Myb and Ets related transcription factors are required for activity of the human lck type I promoter.

ABSTRACT

The lck gene, which encodes a lymphoid-specific Src family tyrosine kinase, is transcribed from two promoters that are differentially utilized during T cell development. We have shown previously that the human lck type I promoter, which is preferentially expressed in immature thymocytes, requires a binding site (-97 to -90) for the Ets family of transcription factors for its activity in Jurkat T leukemia cells. Three putative Myb binding sites (-86 to -82, -77 to -72 and -59 to -54) were analysed for their ability to activate the lck type I promoter.
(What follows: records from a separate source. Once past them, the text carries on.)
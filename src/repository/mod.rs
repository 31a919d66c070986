// ==========================================
// 间接成本配置系统 - 数据仓储层
// ==========================================
// 红线: Repository 不含业务逻辑
// 职责: 提供数据访问接口,屏蔽数据库细节
// 约束: 所有查询使用参数化,防止 SQL 注入
// ==========================================

pub mod error;
pub mod indirect_cost_repo;
pub mod operation_repo;
pub mod plant_repo;

// 重导出核心仓储
pub use error::{RepositoryError, RepositoryResult};
pub use indirect_cost_repo::IndirectCostRepository;
pub use operation_repo::OperationRepository;
pub use plant_repo::PlantRepository;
In vitro assays demonstrated specific binding of purified, bacterially expressed c-Myb DNA binding domain to the Myb (-59 to -54) site. Transient transfection assays using the site-directed mutants of the lck type I promoter in Jurkat cells revealed that mutation of the Myb (-59 to -54) site abolished transcriptional activity. In transiently transfected HeLa cells, the lck type I promoter was activated by co-transfection with a vector that expresses c-Myb. This c-Myb dependent activation required the presence of intact Myb and Ets binding sites, indicating that the expressed c-Myb functions with endogenous Ets related transcription factors to activate the lck type I promoter. This effect was further enhanced by co-transfection with vectors that express either Ets1 or Ets2. These results demonstrate that Myb and Ets related transcription factors synergistically activate the human lck type I promoter.